The laser is combined with a small adapter that contains the drug to be delivered, in liquid form, plus a chamber containing water that acts as a "driving" fluid. A flexible membrane separates these two liquids. Each laser pulse, which lasts just 250 ms, generates a vapor bubble inside the driving fluid. The pressure of that bubble puts elastic strain on the membrane, causing the drug to be forcefully ejected from a miniature nozzle in a narrow jet that measures 150 µm in diameter.

"The impacting jet pressure is higher than the skin tensile strength and thus causes the jet to smoothly penetrate into the targeted depth underneath the skin, without any splashback of the drug," says Yoh. Tests on guinea pig skin show that the drug-laden jet can penetrate up to several millimeters beneath the skin surface, with no damage to the tissue. Because of the narrowness and quickness of the jet, it should cause little or no pain, he says. But the researchers are aiming for the epidermal layer, which is located closer to the skin surface, at a depth of only about 500 µm. This region of the skin has no nerve endings, so the method "will be completely pain-free," he says.

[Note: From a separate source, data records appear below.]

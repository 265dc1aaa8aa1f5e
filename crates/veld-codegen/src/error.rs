//! Compilation errors.
//!
//! Two severities per the error policy: user-facing syntax/semantic
//! diagnostics accumulate in the sink and are rendered with carets;
//! the variants here are the *fatal* kinds — codegen inconsistencies
//! and internal invariant violations abort compilation immediately.

use thiserror::Error;

pub type CompileResult<T> = Result<T, CompileError>;

#[derive(Debug, Error)]
pub enum CompileError {
    /// Accumulated user errors; the sink holds the diagnostics.
    #[error("compilation failed with {0} error(s)")]
    UserErrors(usize),

    #[error("invalid register operand: {0}")]
    InvalidOperand(String),

    /// A string constant flowed into a numeric position (strings are
    /// static rodata values in this backend).
    #[error("type error: {0}")]
    Shape(String),

    #[error("unresolvable call target `{name}` (not internal, and no import provides it)")]
    UnresolvableCall { name: String },

    #[error("dynamic imports are not supported for {target}")]
    ImportsUnsupported { target: String },

    #[error("`--compress` is only available for x86_64-linux output")]
    CompressUnsupported,

    #[error("emitter error: {0}")]
    Asm(#[from] veld_asm::AsmError),

    #[error("object error: {0}")]
    Object(#[from] veld_object::ObjectError),

    /// Compiler bugs: phase-order violations, cross-pass divergence,
    /// stack imbalance observed at the end of emission.
    #[error("internal compiler error: {0}")]
    Internal(String),
}

impl CompileError {
    pub fn internal(message: impl Into<String>) -> Self {
        CompileError::Internal(message.into())
    }
}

To test the effectiveness of the drug delivery system, a special gel is used to mimic the behavior of human skin. Here, the jet first creates a hole on the surface of the gel, then, at a lower jet pressure, the drug is delivered into the skin. This gel simulation also reveals that there is no “splashback” from the injection, which is an important patient safety factor
To test the effectiveness of the drug delivery system, a special gel is used to mimic the behavior of human skin. Here, the jet first creates a hole on the surface of the gel, then, at a lower jet pressure, the drug is delivered into the skin. This gel simulation also reveals that there is no “splashback” from the injection, which is an important patient safety factor. (Image courtesy of Optics Letters)

In previous studies, the researchers used a laser wavelength that was not well absorbed by the water of the driving liquid, causing the formation of tiny shock waves that dissipated energy and hampered the formation of the vapor bubble. In the new work, Yoh and colleagues use a laser with a wavelength of 2940 nm, which is readily absorbed by water. This allows the formation of a larger and more stable vapor bubble "which then induces higher pressure on the membrane," he explains. "This is ideal for creating the jet and significantly improves skin penetration."

Although other research groups have developed similar injectors, "they are mechanically driven," using piston-like devices to force drugs into the skin, which gives less control over the jet strength and the drug dosage, says Yoh. "The laser-driven microjet injector can precisely control dose and the depth of drug penetration underneath the skin. Control via laser power is the major advancement over other devices, I believe."

Yoh is now working with a company to produce low-cost replaceable injectors for clinical use. "In the immediate future, this technology could be most easily adopted to situations where small doses of drugs are injected at multiple sites," he says. "Further work would be necessary to adopt it for scenarios like mass vaccine injections for children."